_Exercise objective_
Where a line of the data below has the string "NinetyNine", copy that line.

Data records:

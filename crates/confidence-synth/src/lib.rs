//! Synthetic sample generation for demonstrations
//!
//! Generates normal (Box–Muller) or uniform samples around a target mean
//! and standard deviation, then reports the statistics the sample actually
//! has. The random source is pluggable through [`UniformSource`]: use
//! [`RngSource`] for real draws and [`ScriptedSource`] to replay an exact
//! sequence.
//!
//! # Example
//!
//! ```rust
//! use confidence_synth::{Distribution, SampleSynthesizer};
//!
//! let mut synth = SampleSynthesizer::seeded(42);
//! let sample = synth.generate(Distribution::Normal, 50.0, 10.0, 30).unwrap();
//! assert_eq!(sample.values.len(), 30);
//! println!("realized mean {:.2}, sd {:.2}", sample.stats.mean, sample.stats.std_dev);
//! ```

mod source;
mod synthesizer;

// Re-exports
pub use source::{RngSource, ScriptedSource, UniformSource};
pub use synthesizer::{synthesize, Distribution, SampleSynthesizer, SyntheticSample};
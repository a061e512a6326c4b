//! Supported confidence levels and their critical values

use confidence_core::{Error, Result};
use serde::{Deserialize, Serialize};
use std::fmt;

/// Confidence level restricted to the supported set
///
/// Each level maps to the two-tailed standard-normal critical value used
/// for its interval. Unsupported levels are rejected, never rounded to a
/// neighbouring level.
#[derive(Debug, Clone, Copy, PartialEq, Eq, Hash, Default, Serialize, Deserialize)]
#[serde(try_from = "f64", into = "f64")]
pub enum ConfidenceLevel {
    /// 90%, z = 1.645
    Ninety,
    /// 95%, z = 1.96
    #[default]
    NinetyFive,
    /// 99%, z = 2.576
    NinetyNine,
}

impl ConfidenceLevel {
    /// All supported levels, narrowest interval first
    pub const ALL: [ConfidenceLevel; 3] = [Self::Ninety, Self::NinetyFive, Self::NinetyNine];

    /// Two-tailed standard-normal critical value
    pub const fn z_score(self) -> f64 {
        match self {
            Self::Ninety => 1.645,
            Self::NinetyFive => 1.96,
            Self::NinetyNine => 2.576,
        }
    }

    /// Level as a percentage (90, 95, 99)
    pub const fn percent(self) -> u32 {
        match self {
            Self::Ninety => 90,
            Self::NinetyFive => 95,
            Self::NinetyNine => 99,
        }
    }

    /// Level as a fraction (0.90, 0.95, 0.99)
    pub fn fraction(self) -> f64 {
        self.percent() as f64 / 100.0
    }

    /// Significance level, 1 - fraction
    pub fn alpha(self) -> f64 {
        1.0 - self.fraction()
    }
}

/// Look up the critical value for a level given in percent
pub fn z_for(level: f64) -> Result<f64> {
    ConfidenceLevel::try_from(level).map(ConfidenceLevel::z_score)
}

impl TryFrom<f64> for ConfidenceLevel {
    type Error = Error;

    fn try_from(level: f64) -> Result<Self> {
        if level == 90.0 {
            Ok(Self::Ninety)
        } else if level == 95.0 {
            Ok(Self::NinetyFive)
        } else if level == 99.0 {
            Ok(Self::NinetyNine)
        } else {
            Err(Error::unsupported_level(level))
        }
    }
}

impl TryFrom<u32> for ConfidenceLevel {
    type Error = Error;

    fn try_from(level: u32) -> Result<Self> {
        Self::try_from(level as f64)
    }
}

impl From<ConfidenceLevel> for f64 {
    fn from(level: ConfidenceLevel) -> Self {
        level.percent() as f64
    }
}

impl fmt::Display for ConfidenceLevel {
    fn fmt(&self, f: &mut fmt::Formatter<'_>) -> fmt::Result {
        write!(f, "{}%", self.percent())
    }
}

/// Anything that names a confidence level: the enum itself or a percentage
pub trait IntoConfidenceLevel {
    fn into_confidence_level(self) -> Result<ConfidenceLevel>;
}

impl IntoConfidenceLevel for ConfidenceLevel {
    fn into_confidence_level(self) -> Result<ConfidenceLevel> {
        Ok(self)
    }
}

impl IntoConfidenceLevel for f64 {
    fn into_confidence_level(self) -> Result<ConfidenceLevel> {
        ConfidenceLevel::try_from(self)
    }
}

impl IntoConfidenceLevel for u32 {
    fn into_confidence_level(self) -> Result<ConfidenceLevel> {
        ConfidenceLevel::try_from(self)
    }
}

impl IntoConfidenceLevel for i32 {
    fn into_confidence_level(self) -> Result<ConfidenceLevel> {
        ConfidenceLevel::try_from(self as f64)
    }
}

#[cfg(test)]
mod tests {
    use super::*;
    use statrs::distribution::{ContinuousCDF, Normal};

    #[test]
    fn test_table_values() {
        assert_eq!(z_for(90.0).unwrap(), 1.645);
        assert_eq!(z_for(95.0).unwrap(), 1.96);
        assert_eq!(z_for(99.0).unwrap(), 2.576);
    }

    #[test]
    fn test_unsupported_levels() {
        for level in [80.0, 94.9, 95.5, 100.0, 0.95, -95.0, f64::NAN] {
            match z_for(level) {
                Err(Error::UnsupportedConfidenceLevel(_)) => {}
                other => panic!("level {level} should be unsupported, got {other:?}"),
            }
        }
        assert!(ConfidenceLevel::try_from(80u32).is_err());
    }

    #[test]
    fn test_table_matches_normal_quantiles() {
        let normal = Normal::new(0.0, 1.0).unwrap();
        for level in ConfidenceLevel::ALL {
            let exact = normal.inverse_cdf(1.0 - level.alpha() / 2.0);
            assert!(
                (exact - level.z_score()).abs() < 1e-3,
                "{level}: table {} vs exact {exact}",
                level.z_score()
            );
        }
    }

    #[test]
    fn test_levels_are_ordered() {
        let z: Vec<f64> = ConfidenceLevel::ALL.iter().map(|l| l.z_score()).collect();
        assert!(z.windows(2).all(|w| w[0] < w[1]));
    }

    #[test]
    fn test_conversions() {
        assert_eq!(ConfidenceLevel::default(), ConfidenceLevel::NinetyFive);
        assert_eq!(95u32.into_confidence_level().unwrap(), ConfidenceLevel::NinetyFive);
        assert_eq!(99i32.into_confidence_level().unwrap(), ConfidenceLevel::NinetyNine);
        assert_eq!(f64::from(ConfidenceLevel::Ninety), 90.0);
        assert!((ConfidenceLevel::NinetyNine.alpha() - 0.01).abs() < 1e-12);
        assert_eq!(ConfidenceLevel::NinetyFive.to_string(), "95%");
    }

    #[test]
    fn test_serde_as_percent() {
        let json = serde_json::to_string(&ConfidenceLevel::Ninety).unwrap();
        assert_eq!(json, "90.0");
        let level: ConfidenceLevel = serde_json::from_str("99").unwrap();
        assert_eq!(level, ConfidenceLevel::NinetyNine);
        assert!(serde_json::from_str::<ConfidenceLevel>("80").is_err());
    }
}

_Worked solution_
    NinetyNine,
    pub const ALL: [ConfidenceLevel; 3] = [Self::Ninety, Self::NinetyFive, Self::NinetyNine];
            Self::NinetyNine => 2.576,
            Self::NinetyNine => 99,
            Ok(Self::NinetyNine)
        assert_eq!(99i32.into_confidence_level().unwrap(), ConfidenceLevel::NinetyNine);
        assert!((ConfidenceLevel::NinetyNine.alpha() - 0.01).abs() < 1e-12);
        assert_eq!(level, ConfidenceLevel::NinetyNine);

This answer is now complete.